Now, though, the onslaught of available bodies is only an unwanted temptation, and the willing dance partners leave him vaguely uncomfortable and guilty. He berates himself for it, but old habits die hard, and there’s something inherently wrong about finding comfort elsewhere when Buffy’s nearby, even when there’s nothing between them anymore. Instinctively, he’s certain that she’d be hurt. And that’s not something he can do, even when visiting her nightly and enduring awkward pleasantries each time has him frustrated and weary with the situation. He doesn’t hurt her. That’s not going to change.

He shrugs off an approaching woman and focuses on the crowd, all business. The club is crawling with vampires, gyrating with their human counterparts under the dim lights and beckoning others toward the bathrooms, the back door, and the darkest corners of the room. Spike is suddenly glad that he’s here. Strange markings or not, this is a daily bloodbath, and his soul is calling for an immediate end to this new threat.

His eyes alight on the closest vampire and he watches with satisfaction as she approaches, greedy and lusty and hungry. “Lovely night for dinner, hm?”
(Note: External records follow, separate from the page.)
use aggregator_core::AggregatorConfig;
use aggregator_providers::HttpProviderApi;
use aggregator_sync::{AggregatorEngine, ChainStore, CompositeSink, LogSink};
use std::sync::Arc;
use tokio::sync::broadcast;
use tracing::{error, info, warn, Level};
use tracing_subscriber::EnvFilter;

#[tokio::main]
async fn main() -> anyhow::Result<()> {
    // Load .env file (ignore if not found)
    dotenvy::dotenv().ok();

    tracing_subscriber::fmt()
        .with_env_filter(
            EnvFilter::from_default_env()
                .add_directive(Level::INFO.into())
                .add_directive("aggregator_providers=info".parse()?)
                .add_directive("aggregator_sync=info".parse()?),
        )
        .init();

    info!("Midnight aggregator starting...");

    let config = AggregatorConfig::from_env();
    info!(
        primary = config.primary.is_some(),
        secondary = config.secondary.is_some(),
        fallback_enabled = config.fallback.enabled,
        poll_secs = config.poll.interval_secs,
        "Configuration loaded"
    );
    if config.primary.is_none() && config.secondary.is_none() {
        // The registry is re-read every cycle, so the daemon keeps polling
        // and picks up providers once configured.
        warn!("No Midnight provider configured; cycles will fail until one is set");
    }

    let store = Arc::new(ChainStore::new());

    let mut sink = CompositeSink::new();
    sink.add_sink(Arc::new(LogSink));
    sink.add_sink(store.clone());

    let api = Arc::new(HttpProviderApi::new());
    let mut engine = AggregatorEngine::new(config, api, Arc::new(sink));

    // Setup shutdown signal
    let (shutdown_tx, shutdown_rx) = broadcast::channel::<()>(1);
    let shutdown_tx_clone = shutdown_tx.clone();
    tokio::spawn(async move {
        tokio::signal::ctrl_c().await.ok();
        info!("Shutdown signal received (Ctrl+C)");
        shutdown_tx_clone.send(()).ok();
    });

    // Spawn status printer
    let store_clone = store.clone();
    tokio::spawn(async move {
        let mut ticker = tokio::time::interval(std::time::Duration::from_secs(30));
        loop {
            ticker.tick().await;
            let stats = store_clone.stats();
            info!(
                latest_height = ?store_clone.latest_block().and_then(|b| b.height),
                provider = ?store_clone.latest_provider(),
                block_interval_secs = ?store_clone.block_interval_secs(),
                accepted = stats.blocks_accepted,
                backfilled = stats.blocks_backfilled,
                failed_cycles = stats.cycles_failed,
                last_error = ?stats.last_error,
                "Status"
            );
        }
    });

    if let Err(e) = engine.run(shutdown_rx).await {
        error!(error = %e, "Aggregator engine error");
        std::process::exit(1);
    }

    info!("Midnight aggregator shutdown complete");
    Ok(())
}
She smiles, low and feral. “I’m willing to share.”

“I’m counting on it.” In a swift instant, he has her backed against the wall, hand splayed just above her heart, a stake poking out from where it’s strapped to his sleeve and situated just right to remain unnoticed by the others around them. “Let’s talk about that bite on your neck.”
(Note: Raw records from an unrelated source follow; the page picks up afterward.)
//! Provider resolution: try providers in registry order, return the first
//! full success, and aggregate every failure reason when all are exhausted.

use aggregator_core::{
    AggregatorError, NormalizedBlock, NormalizedEpoch, NormalizedTx, ProviderConfig, Result,
};
use tracing::{info, warn};

use crate::client::ProviderApi;
use crate::normalize::{normalize_block, normalize_epoch, normalize_txs};

/// A latest-block resolution, tagged with the provider that produced it.
#[derive(Debug, Clone)]
pub struct ResolvedBlock {
    pub provider: ProviderConfig,
    pub block: NormalizedBlock,
    pub txs: Vec<NormalizedTx>,
}

/// A latest-epoch resolution, tagged with the provider that produced it.
#[derive(Debug, Clone)]
pub struct ResolvedEpoch {
    pub provider: ProviderConfig,
    pub epoch: NormalizedEpoch,
}

/// Resolve the latest block and its transactions.
///
/// A provider qualifies only if its latest-block fetch succeeds, the block
/// normalizes to a non-empty hash, and the transaction fetch for that hash
/// succeeds. Any failure disqualifies the provider for this call and the
/// next one in ranking order is tried. If every provider is disqualified
/// the error lists each provider's reason; partial data is never returned
/// as success.
pub async fn resolve_latest_block(
    api: &dyn ProviderApi,
    registry: &[ProviderConfig],
) -> Result<ResolvedBlock> {
    if registry.is_empty() {
        return Err(AggregatorError::NoProvidersConfigured);
    }

    let mut failures = Vec::with_capacity(registry.len());
    for provider in registry {
        match try_latest_block(api, provider).await {
            Ok(resolved) => {
                info!(
                    provider = provider.id(),
                    height = ?resolved.block.height,
                    hash = %resolved.block.hash,
                    tx_count = resolved.block.tx_count,
                    "resolved latest block"
                );
                return Ok(resolved);
            }
            Err(e) => {
                warn!(provider = provider.id(), error = %e, "provider disqualified for this cycle");
                failures.push(failure_reason(provider, &e));
            }
        }
    }

    Err(AggregatorError::AllProvidersFailed(failures.join("; ")))
}

/// Resolve the latest epoch. Restricted to fallback-kind providers;
/// Midnight-style providers do not implement epoch semantics upstream.
/// Fails before any network access when no fallback provider is registered.
pub async fn resolve_latest_epoch(
    api: &dyn ProviderApi,
    registry: &[ProviderConfig],
) -> Result<ResolvedEpoch> {
    let eligible: Vec<_> = registry.iter().filter(|p| !p.kind.is_midnight()).collect();
    if eligible.is_empty() {
        return Err(AggregatorError::NoEpochProvider);
    }

    let mut failures = Vec::with_capacity(eligible.len());
    for provider in eligible {
        match api.latest_epoch(provider).await {
            Ok(raw) => {
                let epoch = normalize_epoch(&raw);
                info!(
                    provider = provider.id(),
                    epoch = epoch.epoch_number,
                    "resolved latest epoch"
                );
                return Ok(ResolvedEpoch {
                    provider: provider.clone(),
                    epoch,
                });
            }
            Err(e) => {
                warn!(provider = provider.id(), error = %e, "epoch fetch failed");
                failures.push(failure_reason(provider, &e));
            }
        }
    }

    Err(AggregatorError::AllProvidersFailed(failures.join("; ")))
}

async fn try_latest_block(api: &dyn ProviderApi, provider: &ProviderConfig) -> Result<ResolvedBlock> {
    let raw = api.latest_block(provider).await?;
    let block = normalize_block(provider.kind, &raw);
    if block.hash.is_empty() {
        return Err(AggregatorError::provider(
            provider.id(),
            "latest block has no hash",
        ));
    }

    let raw_txs = api.block_txs(provider, &block.hash).await?;
    let txs = normalize_txs(provider.kind, &raw_txs);

    Ok(ResolvedBlock {
        provider: provider.clone(),
        block,
        txs,
    })
}

/// One `provider-id: message` entry for the aggregate failure report.
fn failure_reason(provider: &ProviderConfig, err: &AggregatorError) -> String {
    match err {
        AggregatorError::Provider { message, .. } => format!("{}: {}", provider.id(), message),
        other => format!("{}: {}", provider.id(), other),
    }
}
Her eyes widen with fear and more than a hint of confusion. “Bite? On my neck? I don’t have-“

He traces the mark, feeling blood pumping against his finger. She’s been feeding tonight, probably more blood than he consumes in a week. “Right here.”

She looks dubious. “Yeah. I don’t think so. Not unless…” Her body stills and tenses. “Well…nothing.”
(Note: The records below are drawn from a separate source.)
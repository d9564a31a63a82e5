//! Gap reconciliation between polls.
//!
//! Polling is lossy: fixed-interval sampling can skip blocks produced
//! faster than the poll period. The reconciler keeps a single cursor over
//! the last seen height and backfills bounded ranges of missed blocks so a
//! burst cannot cause unbounded catch-up latency.

use aggregator_core::{NormalizedBlock, NormalizedTx, ProviderConfig};
use aggregator_providers::{normalize_block, normalize_txs, ProviderApi, ResolvedBlock};
use tracing::{debug, info, warn};

use crate::sink::{AcceptedBlock, BlockSink};

/// Upper bound on blocks recovered in one backfill. Deeper gaps are closed
/// incrementally across subsequent polls.
pub const MAX_BACKFILL_BLOCKS: u64 = 30;

/// Last-seen-height cursor. `Unknown` marks an observation without usable
/// height semantics and is distinct from both "no prior observation" and
/// any valid height (including 0).
#[derive(Debug, Clone, Copy, PartialEq, Eq, Default)]
pub enum Cursor {
    #[default]
    Uninitialized,
    Tracking(u64),
    Unknown,
}

/// Owns the last-seen-height cursor and the last accepted block. State is
/// process-local; a restart is a cold start and deliberately triggers no
/// backfill for history predating it.
#[derive(Default)]
pub struct GapReconciler {
    cursor: Cursor,
    last_accepted: Option<NormalizedBlock>,
}

impl GapReconciler {
    pub fn new() -> Self {
        Self::default()
    }

    pub fn cursor(&self) -> Cursor {
        self.cursor
    }

    pub fn last_accepted(&self) -> Option<&NormalizedBlock> {
        self.last_accepted.as_ref()
    }

    /// Reconcile one resolved latest block against the cursor.
    ///
    /// Never fails: every degraded path accepts what it can and keeps the
    /// cursor moving forward.
    pub async fn reconcile(
        &mut self,
        api: &dyn ProviderApi,
        sink: &dyn BlockSink,
        resolved: ResolvedBlock,
    ) {
        let ResolvedBlock {
            provider,
            block,
            txs,
        } = resolved;

        match (block.height, self.cursor) {
            (None, _) => {
                // Cannot reason about gaps without a height; take the block
                // as-is and mark the cursor invalid.
                warn!(
                    provider = provider.id(),
                    hash = %block.hash,
                    "resolved block has no usable height"
                );
                self.accept(sink, provider.id(), block, txs, false);
                self.cursor = Cursor::Unknown;
            }
            (Some(h), Cursor::Uninitialized | Cursor::Unknown) => {
                self.accept(sink, provider.id(), block, txs, false);
                self.cursor = Cursor::Tracking(h);
            }
            (Some(h), Cursor::Tracking(p)) if h <= p => {
                debug!(
                    provider = provider.id(),
                    height = h,
                    last_seen = p,
                    "stale or duplicate observation, skipping"
                );
            }
            (Some(h), Cursor::Tracking(p)) if h == p + 1 => {
                self.accept(sink, provider.id(), block, txs, false);
                self.cursor = Cursor::Tracking(h);
            }
            (Some(h), Cursor::Tracking(p)) => {
                self.backfill(api, sink, &provider, p, h, block, txs).await;
            }
        }
    }

    /// Close a gap by replaying `[p+1, min(h, p+MAX_BACKFILL_BLOCKS)]` from
    /// the provider that supplied the latest block, serially and in
    /// ascending height order. A failed range fetch degrades to accepting
    /// only the resolved latest block; forward progress beats perfect
    /// contiguity.
    async fn backfill(
        &mut self,
        api: &dyn ProviderApi,
        sink: &dyn BlockSink,
        provider: &ProviderConfig,
        p: u64,
        h: u64,
        latest_block: NormalizedBlock,
        latest_txs: Vec<NormalizedTx>,
    ) {
        let from = p + 1;
        let cap_end = h.min(p + MAX_BACKFILL_BLOCKS);
        info!(
            provider = provider.id(),
            from,
            to = cap_end,
            missed = h - p - 1,
            "gap detected, backfilling"
        );

        let raw_range = match api.block_range(provider, from).await {
            Ok(raw) => raw,
            Err(e) => {
                warn!(
                    provider = provider.id(),
                    error = %e,
                    "range fetch failed, accepting latest block only"
                );
                self.accept(sink, provider.id(), latest_block, latest_txs, false);
                self.cursor = Cursor::Tracking(h);
                return;
            }
        };

        let mut blocks: Vec<NormalizedBlock> = raw_range
            .iter()
            .map(|raw| normalize_block(provider.kind, raw))
            .filter(|b| !b.hash.is_empty())
            .filter(|b| matches!(b.height, Some(x) if x >= from && x <= cap_end))
            .collect();
        blocks.sort_by_key(|b| b.height);

        if blocks.is_empty() {
            warn!(
                provider = provider.id(),
                from, "range fetch returned no usable blocks, accepting latest block only"
            );
            self.accept(sink, provider.id(), latest_block, latest_txs, false);
            self.cursor = Cursor::Tracking(h);
            return;
        }

        for block in blocks {
            // A per-block tx failure must not abort the whole range; the
            // block is accepted with transactions unknown.
            let txs = match api.block_txs(provider, &block.hash).await {
                Ok(raw) => normalize_txs(provider.kind, &raw),
                Err(e) => {
                    warn!(
                        provider = provider.id(),
                        height = ?block.height,
                        error = %e,
                        "tx fetch failed during backfill, accepting block without transactions"
                    );
                    Vec::new()
                }
            };

            let height = block.height.unwrap_or(from);
            self.accept(sink, provider.id(), block, txs, true);
            self.cursor = Cursor::Tracking(height);
        }
    }

    fn accept(
        &mut self,
        sink: &dyn BlockSink,
        provider: &'static str,
        block: NormalizedBlock,
        txs: Vec<NormalizedTx>,
        backfilled: bool,
    ) {
        let prev_timestamp = self
            .last_accepted
            .as_ref()
            .map(|b| b.timestamp.clone())
            .filter(|t| !t.is_empty());

        let accepted = AcceptedBlock {
            provider,
            block: block.clone(),
            txs,
            prev_timestamp,
            backfilled,
        };
        sink.on_block(&accepted);
        self.last_accepted = Some(block);
    }
}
“Nothing?” His voice is low and silky, the stake sliding closer to her heart. 

She glances at it, glances at him, and he sees the instant that she realizes that he’s going to stake her anyway. “Who are y-“ she starts, and then she’s dust, fluttering to the ground as the people around her dance on.

He sighs, and casts his gaze to the next dirty little corner. If he isn’t going to get answers, he might as well get something useful done.

--

The best part about travelling the globe on a daily basis is that night is endless. No awareness of the sun- he’d gotten more than enough of that in that first day fighting with Buffy again to last him a century. Though he does catch a nap sometime between California’s nights, he’s hardly constrained by just California time. Not when his afternoons are England’s nights.

And while he’s discovered a proclivity for California over the past few years, there are some entertainments in his home country that he can’t imagine anywhere else.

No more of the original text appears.